As to the bonsai art, it cannot be called in the fullest extent the garden design, it is more the tree design, but yet it is undividable part of the garden. Even though Japanese bonsai trees are very popular at the present moment, originally this kind of art was started about thousand years ago in China. In order to practice this art, the person should start with the simple pot to grow the tree. Roots of the tree should be trimmed, tree anchored into the pot with wire help and soil added. And from this very point the true design begins. The person should decide the future shape of the tree and where he or she wants it to grow. Trimming should be done at least once a year. If the tree grows very big and the person doesn’t want to replant it, roots can be cut again. What is important about this art is that any tree can be cut into the bonsai. Big trees go through all staged of annual transformation –they can flower or loose their leaves. In general bonsai art demands a lot of care and daily interaction, so if the person is going to neglect it, it is better not to plant it at all. Bonsai is a real decoration of each garden, and adds the spirit of magic to it.

6. Conclusion
In the conclusion I would like to summarize all key points of my research that was interesting not only from the standpoint of acquired knowledge about garden design, but also laid the foundation for me and my future inspiration in gardening. When finding out things about how garden design was developing, I received the primary source for my knowledge. Hope, I will be able to see as many gardens as possible with me own eyes I order to be able to evaluate them through the frame of my personal experience. So, different geographical areas have different garden designs. In Africa, development of garden design was not aiming to provide people aesthetic pleasure and satisfaction, reasons for first oases to be constructed were rather practical- to hide from the heat for visitors and develop agriculture in general.

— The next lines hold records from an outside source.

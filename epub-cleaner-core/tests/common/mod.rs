#![allow(dead_code)]

use std::collections::BTreeMap;
use std::fs::File;
use std::io::{Cursor, Read, Write};
use std::path::Path;

use zip::write::SimpleFileOptions;

/// Build an in-memory ZIP archive from `(name, content)` pairs.
pub fn build_zip(entries: &[(&str, &[u8])]) -> Vec<u8> {
    let mut writer = zip::ZipWriter::new(Cursor::new(Vec::new()));
    for (name, content) in entries {
        writer
            .start_file(*name, SimpleFileOptions::default())
            .expect("start entry");
        writer.write_all(content).expect("write entry");
    }
    writer.finish().expect("finish zip").into_inner()
}

/// Minimal EPUB-shaped archive with the fixture text used across tests.
pub fn sample_epub() -> Vec<u8> {
    build_zip(&[
        ("mimetype", b"application/epub+zip"),
        (
            "chapter1.xhtml",
            b"<html><body>Test content with REMOVE_THIS text.</body></html>",
        ),
        ("style.css", b"body { color: REMOVE_THIS; }"),
    ])
}

/// Read every entry of the archive at `path` into a name -> bytes map.
pub fn read_zip(path: &Path) -> BTreeMap<String, Vec<u8>> {
    let mut archive = zip::ZipArchive::new(File::open(path).expect("open zip")).expect("parse zip");
    let mut entries = BTreeMap::new();
    for i in 0..archive.len() {
        let mut entry = archive.by_index(i).expect("entry");
        let mut content = Vec::new();
        entry.read_to_end(&mut content).expect("read entry");
        entries.insert(entry.name().to_string(), content);
    }
    entries
}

Italian garden design was greatly influenced with the ideas of Renaissance and inspired the further gardening revolution in Europe and Great Britain. Italian Renaissance gardens contained many scenes from ancient mythology, sculptures, fountains, terraces, tree labyrinths. They were all masterpieces in their geometrical decisions.

Asia, with Japanese and Chinese gardening traditions, remains the unique and separate garden design school. Design is tightly connected with religion there, which only adds attractiveness to it and leaves an impression of touching something divine. But the general idea is still the same- the water (streams, lakes, ponds, waterfalls), trees (including bonsai art), and stones put in particular order.

So, it becomes obvious that different climate, cultures and populations form different approaches to garden design to be admired and followed.